# 1st Canine PoW!



## ThaLadyPit (Oct 12, 2008)

I thought this was pretty interesting!

Judy, the dogged PoW who defied the Japanese
By JANE FRYER
UPDATED: 20:02 EST, 12 August 2010
Comments (12)
Share

The radio broadcast by the strangely named Prisoner of War '81A Gloergoer, Medan' caused quite a stir among listeners all round the world.
Not because she was nervous about being interviewed live for the BBC's coverage of Britain's Victory Parade on June 8, 1946. Or that she'd said something daft, inappropriate or even clammed up with a fit of nerves.
Hardly. She had plenty to say. It's just that her speech was a series of happy staccato barks and went something like this: 'Woof woof woof woof woof woof.'

Devotee: Judy met Frank Williams in a prisoner of war camp in Medan in 1942. He shared his daily handful of maggoty boiled rice with Jud and in return she alerted him to scorprions, snakes and if guards were near
For Japanese POW 81A was a pure-bred liver-and-white English pointer called Judy - the only dog officially recognised as a Prisoner of War in World War II and viewed as a guardian angel and symbol of hope and courage for thousands of Allied troops imprisoned and tortured by the Japanese in the Far East.
She saved countless lives, alerted Allied troops to dozens of hostile Japanese aircraft
before they could even hear them and protected her beloved men against scorpions, crocodiles, tigers, poisonous snakes - and the brutal Japanese and Korean prison guards.
She also cheated death countless times - hiding in rice sacks, boxes and under blankets, swimming through burning waters from torpedoed ships - and developed an extraordinary friendship with an airman called Frank.
This Sunday is the 65th anniversary of Victory over Japan, or VJ, day.

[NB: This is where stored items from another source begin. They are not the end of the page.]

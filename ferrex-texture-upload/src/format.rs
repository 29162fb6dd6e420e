//! Client pixel formats and component types, and the per-pixel byte size the
//! graphics API assumes when it reads an unpack source.

use serde::{Deserialize, Serialize};

/// Layout of the components in client memory (the *unsized* format of a
/// sub-image call, not the texture's internal format).
#[derive(Debug, Clone, Copy, PartialEq, Eq, Hash, Serialize, Deserialize)]
pub enum PixelFormat {
    Red,
    Rg,
    Rgb,
    Bgr,
    Rgba,
    Bgra,
    RedInteger,
    RgInteger,
    RgbInteger,
    BgrInteger,
    RgbaInteger,
    BgraInteger,
    DepthComponent,
    DepthStencil,
    StencilIndex,
}

impl PixelFormat {
    /// Number of components one pixel of this format carries.
    pub fn components(self) -> u32 {
        match self {
            PixelFormat::Red
            | PixelFormat::RedInteger
            | PixelFormat::DepthComponent
            | PixelFormat::StencilIndex => 1,
            PixelFormat::Rg
            | PixelFormat::RgInteger
            | PixelFormat::DepthStencil => 2,
            PixelFormat::Rgb
            | PixelFormat::Bgr
            | PixelFormat::RgbInteger
            | PixelFormat::BgrInteger => 3,
            PixelFormat::Rgba
            | PixelFormat::Bgra
            | PixelFormat::RgbaInteger
            | PixelFormat::BgraInteger => 4,
        }
    }
}

/// Storage type of each component, or of the whole pixel for packed types.
#[derive(Debug, Clone, Copy, PartialEq, Eq, Hash, Serialize, Deserialize)]
pub enum PixelType {
    UnsignedByte,
    Byte,
    UnsignedShort,
    Short,
    UnsignedInt,
    Int,
    HalfFloat,
    Float,
    UnsignedShort565,
    UnsignedShort4444,
    UnsignedShort5551,
    UnsignedInt8888,
    UnsignedInt1010102,
    UnsignedInt248,
    UnsignedInt10F11F11FRev,
    UnsignedInt5999Rev,
    Float32UnsignedInt248Rev,
}

impl PixelType {
    /// `Some((pixel_bytes, components))` when the type packs a whole pixel
    /// into one value.
    fn packed(self) -> Option<(u32, u32)> {
        match self {
            PixelType::UnsignedShort565 => Some((2, 3)),
            PixelType::UnsignedShort4444 | PixelType::UnsignedShort5551 => {
                Some((2, 4))
            }
            PixelType::UnsignedInt8888 | PixelType::UnsignedInt1010102 => {
                Some((4, 4))
            }
            PixelType::UnsignedInt248 => Some((4, 2)),
            PixelType::UnsignedInt10F11F11FRev
            | PixelType::UnsignedInt5999Rev => Some((4, 3)),
            PixelType::Float32UnsignedInt248Rev => Some((8, 2)),
            _ => None,
        }
    }

    /// Size of a single component for non-packed types.
    fn component_bytes(self) -> Option<u32> {
        match self {
            PixelType::UnsignedByte | PixelType::Byte => Some(1),
            PixelType::UnsignedShort
            | PixelType::Short
            | PixelType::HalfFloat => Some(2),
            PixelType::UnsignedInt | PixelType::Int | PixelType::Float => {
                Some(4)
            }
            _ => None,
        }
    }

    pub fn is_packed(self) -> bool {
        self.packed().is_some()
    }

    /// Whether a payload of 16-bit words can back this type.
    pub fn is_sixteen_bit(self) -> bool {
        matches!(
            self,
            PixelType::UnsignedShort
                | PixelType::Short
                | PixelType::HalfFloat
                | PixelType::UnsignedShort565
                | PixelType::UnsignedShort4444
                | PixelType::UnsignedShort5551
        )
    }
}

/// Bytes one pixel occupies in client memory, or `None` when the combination
/// is not a legal unpack layout (a packed type paired with a format whose
/// component count it does not encode).
pub fn bytes_per_pixel(format: PixelFormat, ty: PixelType) -> Option<u32> {
    if let Some((bytes, components)) = ty.packed() {
        return (format.components() == components).then_some(bytes);
    }
    ty.component_bytes().map(|size| size * format.components())
}

#[cfg(test)]
mod tests {
    use super::*;

    #[test]
    fn component_types_scale_with_format() {
        assert_eq!(
            bytes_per_pixel(PixelFormat::Rgba, PixelType::UnsignedByte),
            Some(4)
        );
        assert_eq!(
            bytes_per_pixel(PixelFormat::Rgb, PixelType::Float),
            Some(12)
        );
        assert_eq!(
            bytes_per_pixel(PixelFormat::Rg, PixelType::HalfFloat),
            Some(4)
        );
        assert_eq!(
            bytes_per_pixel(PixelFormat::RedInteger, PixelType::Int),
            Some(4)
        );
    }

    #[test]
    fn packed_types_need_matching_component_count() {
        assert_eq!(
            bytes_per_pixel(PixelFormat::Rgb, PixelType::UnsignedShort565),
            Some(2)
        );
        assert_eq!(
            bytes_per_pixel(PixelFormat::Rgba, PixelType::UnsignedShort565),
            None
        );
        assert_eq!(
            bytes_per_pixel(
                PixelFormat::DepthStencil,
                PixelType::Float32UnsignedInt248Rev
            ),
            Some(8)
        );
        assert_eq!(
            bytes_per_pixel(PixelFormat::Bgra, PixelType::UnsignedInt8888),
            Some(4)
        );
    }
}
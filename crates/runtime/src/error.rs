use crate::prelude::*;
use std::{error, fmt};
use thiserror::Error;

/// The different error types that can be thrown by the Rook runtime
#[derive(Error, Clone)]
#[allow(missing_docs)]
pub enum ErrorKind {
    #[error("{0}")]
    StringError(String),
    /// An error raised by a running program, e.g. via the `raise` kernel function
    ///
    /// Displayed as the raised message, without any decoration.
    #[error("{0}")]
    UserRaised(RString),
    #[error("undefined method '{method}' for {type_name}")]
    NoMethod { type_name: RString, method: RString },
    #[error("uninitialized constant {0}")]
    NoSuchClass(RString),
    #[error("key not found: {0}")]
    KeyNotFound(String),
    #[error("uninitialized shared slot '{slot}' in {class}")]
    UninitializedSharedSlot { class: RString, slot: RString },
    #[error("superclass mismatch for class {0}")]
    SuperclassMismatch(RString),
    #[error("Expected {expected}, but found {}", get_value_types(unexpected))]
    UnexpectedType {
        expected: String,
        unexpected: Vec<RValue>,
    },
    #[error("Stack overflow")]
    StackOverflow,
}

impl fmt::Debug for ErrorKind {
    fn fmt(&self, f: &mut fmt::Formatter<'_>) -> fmt::Result {
        fmt::Display::fmt(self, f)
    }
}

/// An error thrown by the Rook runtime
#[derive(Clone, Debug)]
pub struct Error {
    kind: ErrorKind,
    trace: Vec<RString>,
}

impl Error {
    /// Initializes an error with the given error kind
    pub fn new(kind: ErrorKind) -> Self {
        Self {
            kind,
            trace: Vec::new(),
        }
    }

    /// Returns the kind of error that was thrown
    pub fn kind(&self) -> &ErrorKind {
        &self.kind
    }

    /// Returns the call frames that the error propagated through, innermost first
    ///
    /// Frames are named `Class#method` for method calls, and by name for free functions.
    pub fn trace(&self) -> &[RString] {
        &self.trace
    }

    /// Extends the error's trace with the given frame name
    pub(crate) fn extend_trace(&mut self, frame: RString) {
        self.trace.push(frame);
    }
}

impl fmt::Display for Error {
    fn fmt(&self, f: &mut fmt::Formatter<'_>) -> fmt::Result {
        write!(f, "{}", self.kind)
    }
}

impl error::Error for Error {}

impl From<String> for Error {
    fn from(error: String) -> Self {
        Self::new(ErrorKind::StringError(error))
    }
}

impl From<&str> for Error {
    fn from(error: &str) -> Self {
        Self::new(ErrorKind::StringError(error.into()))
    }
}

impl From<ErrorKind> for Error {
    fn from(error: ErrorKind) -> Self {
        Self::new(error)
    }
}

/// The Result type used by the Rook runtime
pub type Result<T> = std::result::Result<T, Error>;

/// Creates a [crate::Error] from a message (with format-like behaviour), wrapped in `Err`
///
/// Wrapping the result in `Err` is a convenience for functions that need to return immediately when
/// an error has occurred.
#[macro_export]
macro_rules! runtime_error {
    ($error:literal) => {
        Err($crate::Error::from(format!($error)))
    };
    ($error:expr) => {
        Err($crate::Error::from($error))
    };
    ($error:literal, $($y:expr),+ $(,)?) => {
        Err($crate::Error::from(format!($error, $($y),+)))
    };
}

/// Aborts the current call chain with a user-raised error carrying the given message
///
/// The error propagates via `?` until it reaches the top level, which renders the message.
pub fn raise<T>(message: impl Into<RString>) -> Result<T> {
    Err(ErrorKind::UserRaised(message.into()).into())
}

/// Creates an error that describes a type mismatch
pub fn unexpected_type<T>(expected: &str, unexpected: &RValue) -> Result<T> {
    Err(ErrorKind::UnexpectedType {
        expected: expected.into(),
        unexpected: vec![unexpected.clone()],
    }
    .into())
}

/// Creates an error that describes unexpected arguments
pub fn unexpected_args<T>(expected: &str, unexpected: &[RValue]) -> Result<T> {
    Err(ErrorKind::UnexpectedType {
        expected: format!("|{expected}|"),
        unexpected: unexpected.to_vec(),
    }
    .into())
}

/// Creates an error that describes unexpected arguments for a method
///
/// The instance is reported as the first of the unexpected values.
pub fn unexpected_args_after_instance<T>(
    expected: &str,
    instance: &RValue,
    args: &[RValue],
) -> Result<T> {
    let mut unexpected = Vec::with_capacity(args.len() + 1);
    unexpected.push(instance.clone());
    unexpected.extend_from_slice(args);
    unexpected_args(expected, &unexpected)
}

fn get_value_types(values: &[RValue]) -> String {
    match values {
        [] => "no args".to_string(),
        [single_value] => single_value.type_name().to_string(),
        _ => {
            let mut types = String::from('(');
            let mut first = true;
            for value in values {
                if !first {
                    types.push_str(", ");
                }
                first = false;
                types.push_str(&value.type_name());
            }
            types.push(')');
            types
        }
    }
}

#[cfg(test)]
mod tests {
    use super::*;

    #[test]
    fn raised_errors_display_only_their_message() {
        let mut error = raise::<()>("This is not so exceptional").unwrap_err();
        error.extend_trace("Poop#smell".into());

        assert_eq!(error.to_string(), "This is not so exceptional");
        assert_eq!(error.trace().len(), 1);
    }

    #[test]
    fn unexpected_args_lists_argument_types() {
        let error = unexpected_args::<()>("String", &[1.into(), true.into()]).unwrap_err();

        assert_eq!(
            error.to_string(),
            "Expected |String|, but found (Integer, Boolean)"
        );
    }
}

At 3pm, the Prince of Wales, Duchess of Cornwall and countless veterans will pay tribute at London's Cenotaph.
Not only to the 580,406 UK and Commonwealth troops and 67,073 civilians who lost their lives during World War II, but also to the hundreds of thousands of animals who demonstrated extraordinary bravery and fortitude in the face of hardship, torture, deprivation and cruelty.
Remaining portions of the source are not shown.